Saturday, January 2, 2010

Schrödinger's cat



I don' t see the doctor for a couple of weeks, but I wasn't doing anything this morning, so I figured why not have a stranger stick a needle in the soft inside part of my elbow and let blood run out into a tube. So that's what I did.

I wonder if the phlebotomist thinks, even for a moment, about the role she is playing in the drama of life and death. Does she understand the portent? Perhaps it's better if she doesn't; or else her hands would be shaking so hard she couldn't do the job.

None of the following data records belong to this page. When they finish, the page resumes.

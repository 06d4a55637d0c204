//! Political-geography classification
//!
//! Two static lookups ride alongside the emissions tables:
//!
//! - a region lookup (loaded from the workbook's region sheet) mapping each
//!   political geography to a world-region bloc, used for coloring and for
//!   the ternary grouping partitions, and
//! - a fixed ISO-3166 alpha-3 table used to place countries on the
//!   choropleth. Geographies without a code (historical entities, fishing
//!   zones) are simply absent from the map layer - that is not an error.

use serde::Serialize;

/// World-region bloc of a political geography.
#[derive(Debug, Clone, Copy, PartialEq, Eq, Hash, Serialize)]
#[serde(rename_all = "SCREAMING_SNAKE_CASE")]
pub enum Region {
    World,
    Africa,
    AsiaPacific,
    CommonwealthOfIndependentStates,
    MiddleEast,
    NorthAmerica,
    SouthAndCentralAmerica,
    Europe,
    Antarctica,
    AnnexI,
    NonAnnexI,
    None,
}

impl Region {
    /// Parse the region sheet's label column. Unknown labels become
    /// [`Region::None`] rather than an error: the dataset mixes historical
    /// entities into the lookup and the charts just leave them uncolored.
    pub fn parse(label: &str) -> Region {
        match label.trim().to_ascii_uppercase().as_str() {
            "WORLD" => Region::World,
            "AFRICA" => Region::Africa,
            "ASIA PACIFIC" => Region::AsiaPacific,
            "COMMONWEALTH OF INDEPENDENT STATES" => Region::CommonwealthOfIndependentStates,
            "MIDDLE EAST" => Region::MiddleEast,
            "NORTH AMERICA" => Region::NorthAmerica,
            "SOUTH AND CENTRAL AMERICA" => Region::SouthAndCentralAmerica,
            "EUROPE" => Region::Europe,
            "ANTARCTICA" => Region::Antarctica,
            "ANNEX I" => Region::AnnexI,
            "NON-ANNEX I" => Region::NonAnnexI,
            _ => Region::None,
        }
    }

    pub fn label(self) -> &'static str {
        match self {
            Region::World => "WORLD",
            Region::Africa => "AFRICA",
            Region::AsiaPacific => "ASIA PACIFIC",
            Region::CommonwealthOfIndependentStates => "COMMONWEALTH OF INDEPENDENT STATES",
            Region::MiddleEast => "MIDDLE EAST",
            Region::NorthAmerica => "NORTH AMERICA",
            Region::SouthAndCentralAmerica => "SOUTH AND CENTRAL AMERICA",
            Region::Europe => "EUROPE",
            Region::Antarctica => "ANTARCTICA",
            Region::AnnexI => "ANNEX I",
            Region::NonAnnexI => "NON-ANNEX I",
            Region::None => "NONE",
        }
    }
}

/// The seven BP world-region aggregate rows.
pub const BP_REGIONS: &[&str] = &[
    "AFRICA",
    "ASIA PACIFIC",
    "COMMONWEALTH OF INDEPENDENT STATES",
    "MIDDLE EAST",
    "NORTH AMERICA",
    "SOUTH AND CENTRAL AMERICA",
    "EUROPE",
];

/// UNFCCC party-type aggregate rows.
pub const ANNEX_GEOGRAPHIES: &[&str] = &["ANNEX I", "NON-ANNEX I"];

/// The single global aggregate row.
pub const WORLD: &str = "WORLD";

/// Every aggregate row that must be excluded from per-country views.
pub const AGGREGATE_GEOGRAPHIES: &[&str] = &[
    "AFRICA",
    "ANTARCTICA",
    "ASIA PACIFIC",
    "COMMONWEALTH OF INDEPENDENT STATES",
    "EUROPE",
    "MIDDLE EAST",
    "NORTH AMERICA",
    "SOUTH AND CENTRAL AMERICA",
    "ANNEX I",
    "NON-ANNEX I",
    "WORLD",
];

pub fn is_aggregate(geography: &str) -> bool {
    AGGREGATE_GEOGRAPHIES.contains(&geography)
}

/// Geography -> region bloc lookup, loaded once and immutable.
#[derive(Debug, Clone, Default)]
pub struct RegionLookup {
    entries: std::collections::HashMap<String, Region>,
}

impl RegionLookup {
    pub fn from_pairs<I, S>(pairs: I) -> Self
    where
        I: IntoIterator<Item = (S, Region)>,
        S: Into<String>,
    {
        RegionLookup {
            entries: pairs.into_iter().map(|(g, r)| (g.into(), r)).collect(),
        }
    }

    pub fn region_of(&self, geography: &str) -> Region {
        self.entries
            .get(geography)
            .copied()
            .unwrap_or(Region::None)
    }

    pub fn len(&self) -> usize {
        self.entries.len()
    }

    pub fn is_empty(&self) -> bool {
        self.entries.is_empty()
    }
}

/// ISO-3166 alpha-3 code for the choropleth layer, or `None` for
/// geographies the map cannot place (historical entities, aggregates).
pub fn iso3(geography: &str) -> Option<&'static str> {
    ISO3_CODES
        .iter()
        .find(|(name, _)| *name == geography)
        .map(|(_, code)| *code)
}

// Dataset spelling -> ISO-3166 alpha-3. Historical entities map to their
// successor state's code where the ISO registry does the same.
const ISO3_CODES: &[(&str, &str)] = &[
    ("AFGHANISTAN", "AFG"),
    ("ALBANIA", "ALB"),
    ("ALGERIA", "DZA"),
    ("AMERICAN SAMOA", "ASM"),
    ("ANDORRA", "AND"),
    ("ANGOLA", "AGO"),
    ("ANTIGUA & BARBUDA", "ATG"),
    ("AZERBAIJAN", "AZE"),
    ("ARGENTINA", "ARG"),
    ("AUSTRALIA", "AUS"),
    ("AUSTRIA", "AUT"),
    ("BAHAMAS", "BHS"),
    ("BAHRAIN", "BHR"),
    ("BANGLADESH", "BGD"),
    ("ARMENIA", "ARM"),
    ("BARBADOS", "BRB"),
    ("BELGIUM", "BEL"),
    ("BERMUDA", "BMU"),
    ("BHUTAN", "BTN"),
    ("PLURINATIONAL STATE OF BOLIVIA", "BOL"),
    ("BOSNIA & HERZEGOVINA", "BIH"),
    ("BOTSWANA", "BWA"),
    ("BRAZIL", "BRA"),
    ("BELIZE", "BLZ"),
    ("BRITISH INDIAN OCEAN TERRITORIES", "IOT"),
    ("SOLOMON ISLANDS", "SLB"),
    ("BRITISH VIRGIN ISLANDS", "VGB"),
    ("BRUNEI (DARUSSALAM)", "BRN"),
    ("BULGARIA", "BGR"),
    ("MYANMAR (FORMERLY BURMA)", "MMR"),
    ("BURUNDI", "BDI"),
    ("BELARUS", "BLR"),
    ("CAMBODIA", "KHM"),
    ("REPUBLIC OF CAMEROON", "CMR"),
    ("CANADA", "CAN"),
    ("CAPE VERDE", "CPV"),
    ("CAYMAN ISLANDS", "CYM"),
    ("CENTRAL AFRICAN REPUBLIC", "CAF"),
    ("SRI LANKA", "LKA"),
    ("CHAD", "TCD"),
    ("CHILE", "CHL"),
    ("CHINA (MAINLAND)", "CHN"),
    ("TAIWAN", "TWN"),
    ("CHRISTMAS ISLAND", "CXR"),
    ("COLOMBIA", "COL"),
    ("COMOROS", "COM"),
    ("MAYOTTE", "MYT"),
    ("CONGO", "COG"),
    ("DEMOCRATIC REPUBLIC OF THE CONGO (FORMERLY ZAIRE)", "COD"),
    ("COOK ISLANDS", "COK"),
    ("COSTA RICA", "CRI"),
    ("CROATIA", "HRV"),
    ("CUBA", "CUB"),
    ("CYPRUS", "CYP"),
    ("CZECHOSLOVAKIA", "CZE"),
    ("CZECH REPUBLIC", "CZE"),
    ("BENIN", "BEN"),
    ("DENMARK", "DNK"),
    ("DOMINICA", "DMA"),
    ("DOMINICAN REPUBLIC", "DOM"),
    ("ECUADOR", "ECU"),
    ("EL SALVADOR", "SLV"),
    ("EQUATORIAL GUINEA", "GNQ"),
    ("ETHIOPIA", "ETH"),
    ("ERITREA", "ERI"),
    ("ESTONIA", "EST"),
    ("FAEROE ISLANDS", "FRO"),
    ("FALKLAND ISLANDS (MALVINAS)", "FLK"),
    ("FIJI", "FJI"),
    ("FINLAND", "FIN"),
    ("ALAND ISLANDS", "ALA"),
    ("FRANCE", "FRA"),
    ("FRANCE (INCLUDING MONACO)", "FRA"),
    ("FRENCH GUIANA", "GUF"),
    ("FRENCH POLYNESIA", "PYF"),
    ("DJIBOUTI", "DJI"),
    ("FRENCH EQUATORIAL AFRICA", "ATF"),
    ("FRENCH INDO-CHINA", "ATF"),
    ("GABON", "GAB"),
    ("FRENCH WEST AFRICA", "ATF"),
    ("GEORGIA", "GEO"),
    ("GAMBIA", "GMB"),
    ("OCCUPIED PALESTINIAN TERRITORY", "PSE"),
    ("GERMANY", "DEU"),
    ("FORMER GERMAN DEMOCRATIC REPUBLIC", "DEU"),
    ("FEDERAL REPUBLIC OF GERMANY", "DEU"),
    ("GHANA", "GHA"),
    ("GIBRALTAR", "GIB"),
    ("KIRIBATI", "KIR"),
    ("GREECE", "GRC"),
    ("GREENLAND", "GRL"),
    ("GRENADA", "GRD"),
    ("GUADELOUPE", "GLP"),
    ("GUAM", "GUM"),
    ("GUATEMALA", "GTM"),
    ("GUINEA", "GIN"),
    ("GUYANA", "GUY"),
    ("HAITI", "HTI"),
    ("HONDURAS", "HND"),
    ("HONG KONG SPECIAL ADMINSTRATIVE REGION OF CHINA", "HKG"),
    ("HUNGARY", "HUN"),
    ("ICELAND", "ISL"),
    ("INDIA", "IND"),
    ("INDONESIA", "IDN"),
    ("ISLAMIC REPUBLIC OF IRAN", "IRN"),
    ("IRAQ", "IRQ"),
    ("IRELAND", "IRL"),
    ("ISRAEL", "ISR"),
    ("ITALY", "ITA"),
    ("ITALY (INCLUDING SAN MARINO)", "ITA"),
    ("COTE D IVOIRE", "CIV"),
    ("JAMAICA", "JAM"),
    ("JAPAN", "JPN"),
    ("JAPAN (INCLUDING OKINAWA)", "JPN"),
    ("KAZAKHSTAN", "KAZ"),
    ("JORDAN", "JOR"),
    ("KENYA", "KEN"),
    ("KOREA, NORTH", "PRK"),
    ("KOREA, SOUTH", "KOR"),
    ("KUWAIT", "KWT"),
    ("KYRGYZSTAN", "KGZ"),
    ("LAO PEOPLE S DEMOCRATIC REPUBLIC", "LAO"),
    ("LEBANON", "LBN"),
    ("LESOTHO", "LSO"),
    ("LATVIA", "LVA"),
    ("LIBERIA", "LBR"),
    ("LIBYAN ARAB JAMAHIRIYA", "LBY"),
    ("LIECHTENSTEIN", "LIE"),
    ("LITHUANIA", "LTU"),
    ("LUXEMBOURG", "LUX"),
    ("MACAO", "MAC"),
    ("MADAGASCAR", "MDG"),
    ("MALAWI", "MWI"),
    ("MALAYSIA", "MYS"),
    ("MALDIVES", "MDV"),
    ("MALI", "MLI"),
    ("MALTA", "MLT"),
    ("MARTINIQUE", "MTQ"),
    ("MAURITANIA", "MRT"),
    ("MAURITIUS", "MUS"),
    ("MEXICO", "MEX"),
    ("MOLDOVA", "MDA"),
    ("MONACO", "MCO"),
    ("MONGOLIA", "MNG"),
    ("MONTENEGRO", "MNE"),
    ("MOROCCO", "MAR"),
    ("MOZAMBIQUE", "MOZ"),
    ("OMAN", "OMN"),
    ("NAMIBIA", "NAM"),
    ("NAURU", "NRU"),
    ("NEPAL", "NPL"),
    ("NETHERLANDS", "NLD"),
    ("NETHERLANDS ANTILLES", "ANT"),
    ("ARUBA", "ABW"),
    ("NEW CALEDONIA", "NCL"),
    ("VANUATU", "VUT"),
    ("NEW ZEALAND", "NZL"),
    ("NICARAGUA", "NIC"),
    ("NIGER", "NER"),
    ("NIGERIA", "NGA"),
    ("NIUE", "NIU"),
    ("NORTHERN MARIANA ISLANDS", "MNP"),
    ("NORWAY", "NOR"),
    ("FORMER YUGOSLAV REPUBLIC OF MACEDONIA", "MKD"),
    ("THE FORMER YUGOSLAV REPUBLIC OF MACEDONIA", "MKD"),
    ("MALAYA", "MYS"),
    ("MICRONESIA, FEDERATED STATES OF", "FSM"),
    ("MARIANA ISLANDS", "MNP"),
    ("PAKISTAN", "PAK"),
    ("PALAU", "PLW"),
    ("PANAMA", "PAN"),
    ("PAPUA NEW GUINEA", "PNG"),
    ("PARAGUAY", "PRY"),
    ("PERU", "PER"),
    ("PHILIPPINES", "PHL"),
    ("PITCAIRN", "PCN"),
    ("POLAND", "POL"),
    ("PORTUGAL", "PRT"),
    ("GUINEA-BISSAU", "GNB"),
    ("TIMOR-LESTE", "TLS"),
    ("PUERTO RICO", "PRI"),
    ("QATAR", "QAT"),
    ("REUNION", "REU"),
    ("ROMANIA", "ROU"),
    ("RUSSIAN FEDERATION", "RUS"),
    ("RWANDA", "RWA"),
    ("SAINT HELENA", "SHN"),
    ("SAINT KITTS & NEVIS", "KNA"),
    ("ANGUILLA", "AIA"),
    ("SAINT LUCIA", "LCA"),
    ("SAINT PIERRE & MIQUELON", "SPM"),
    ("SAINT VINCENT & THE GRENADINES", "VCT"),
    ("SAN MARINO", "SMR"),
    ("SAO TOME & PRINCIPE", "STP"),
    ("SAUDI ARABIA", "SAU"),
    ("SENEGAL", "SEN"),
    ("SERBIA", "SRB"),
    ("SEYCHELLES", "SYC"),
    ("SIERRA LEONE", "SLE"),
    ("SINGAPORE", "SGP"),
    ("SLOVAKIA", "SVK"),
    ("VIET NAM", "VNM"),
    ("SLOVENIA", "SVN"),
    ("SOMALIA", "SOM"),
    ("REPUBLIC OF YEMEN", "YEM"),
    ("SOUTH AFRICA", "ZAF"),
    ("ZIMBABWE", "ZWE"),
    ("SPAIN", "ESP"),
    ("SPANISH NORTH AFRICA", "ESP"),
    ("WESTERN SAHARA", "ESH"),
    ("SUDAN", "SDN"),
    ("SURINAME", "SUR"),
    ("SWAZILAND", "SWZ"),
    ("SWEDEN", "SWE"),
    ("SWITZERLAND", "CHE"),
    ("SYRIAN ARAB REPUBLIC", "SYR"),
    ("TAJIKISTAN", "TJK"),
    ("THAILAND", "THA"),
    ("TOGO", "TGO"),
    ("TONGA", "TON"),
    ("TRINIDAD & TOBAGO", "TTO"),
    ("UNITED ARAB EMIRATES", "ARE"),
    ("TUNISIA", "TUN"),
    ("TURKEY", "TUR"),
    ("TURKMENISTAN", "TKM"),
    ("TURKS & CAICOS ISLANDS", "TCA"),
    ("TUVALU", "TUV"),
    ("UGANDA", "UGA"),
    ("UKRAINE", "UKR"),
    ("SOVIET UNION", "SUN"),
    ("EGYPT", "EGY"),
    ("UNITED KINGDOM", "GBR"),
    ("GUERNSEY", "GGY"),
    ("JERSEY", "JEY"),
    ("ISLE OF MAN", "IMN"),
    ("TANZANIA", "TZA"),
    ("UNITED STATES OF AMERICA", "USA"),
    ("VIRGIN ISLANDS OF THE UNITED STATES", "VIR"),
    ("BURKINA FASO", "BFA"),
    ("URUGUAY", "URY"),
    ("UZBEKISTAN", "UZB"),
    ("VATICAN CITY", "VAT"),
    ("VENEZUELA", "VEN"),
    ("WALLIS & FUTUNA ISLANDS", "WLF"),
    ("SAMOA", "WSM"),
    ("YEMEN", "YEM"),
    ("SERBIA & MONTENEGRO", "SCG"),
    ("ZAMBIA", "ZMB"),
    ("ZANZIBAR", "TZA"),
];

#[cfg(test)]
mod tests {
    use super::*;

    // ==========================================================================
    // REGION CLASSIFICATION TESTS
    // ==========================================================================

    #[test]
    fn aggregate_rows_are_recognized() {
        assert!(is_aggregate("WORLD"));
        assert!(is_aggregate("ANNEX I"));
        assert!(is_aggregate("EUROPE"));
        assert!(!is_aggregate("UNITED STATES OF AMERICA"));
    }

    #[test]
    fn bp_regions_annex_and_world_partition_the_aggregates() {
        // Every aggregate row is exactly one of: BP region, annex bloc,
        // world, or Antarctica. The ternary partitions rely on this.
        for geo in AGGREGATE_GEOGRAPHIES {
            let memberships = [
                BP_REGIONS.contains(geo),
                ANNEX_GEOGRAPHIES.contains(geo),
                *geo == WORLD,
                *geo == "ANTARCTICA",
            ];
            assert_eq!(
                memberships.iter().filter(|m| **m).count(),
                1,
                "{:?} must belong to exactly one aggregate class",
                geo
            );
        }
    }

    #[test]
    fn region_parse_round_trips_labels() {
        for label in AGGREGATE_GEOGRAPHIES {
            let region = Region::parse(label);
            assert_ne!(region, Region::None, "{:?} must parse", label);
            assert_eq!(region.label(), *label);
        }
        assert_eq!(Region::parse("RHODESIA-NYASALAND"), Region::None);
    }

    #[test]
    fn lookup_defaults_to_none() {
        let lookup = RegionLookup::from_pairs([("FRANCE", Region::Europe)]);
        assert_eq!(lookup.region_of("FRANCE"), Region::Europe);
        assert_eq!(lookup.region_of("ATLANTIS"), Region::None);
    }

    #[test]
    fn iso3_maps_countries_and_skips_unmappable_geographies() {
        assert_eq!(iso3("UNITED STATES OF AMERICA"), Some("USA"));
        assert_eq!(iso3("FRANCE (INCLUDING MONACO)"), Some("FRA"));
        assert_eq!(iso3("WORLD"), None);
        assert_eq!(iso3("ANTARCTIC FISHERIES"), None);
    }

    #[test]
    fn iso3_table_has_no_duplicate_names() {
        let mut seen = std::collections::HashSet::new();
        for (name, _) in ISO3_CODES {
            assert!(seen.insert(name), "duplicate ISO entry {:?}", name);
        }
    }
}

Up until the blood draw, I feel like I don't have prostate cancer anymore. But as soon as it is drawn, and before I get the results, it's like I'm in some kind of no man's land. Either the radiation wiped it out or it didn't. But at this point, I feel like Schrödinger's cat, both alive and dead at the same moment. Or rather, saved and doomed. It's not until I get the results that the probability wave collapses on itself and I become one or the other.

I know, I know. Quantum effects don't hold up in the macro world of people, tumors, and tubes of blood. But that's how it feels.

Sometime late next week, I'll call the nurse and get the result. At that instant, I will either push prostate cancer to the back of my mind and go about life pretty much as I have the past year; or I will start down a path that will quickly lead to the end of my sex life and eventually, the end of life itself.

It's like every 6 months my life path has two forks--two possible doors.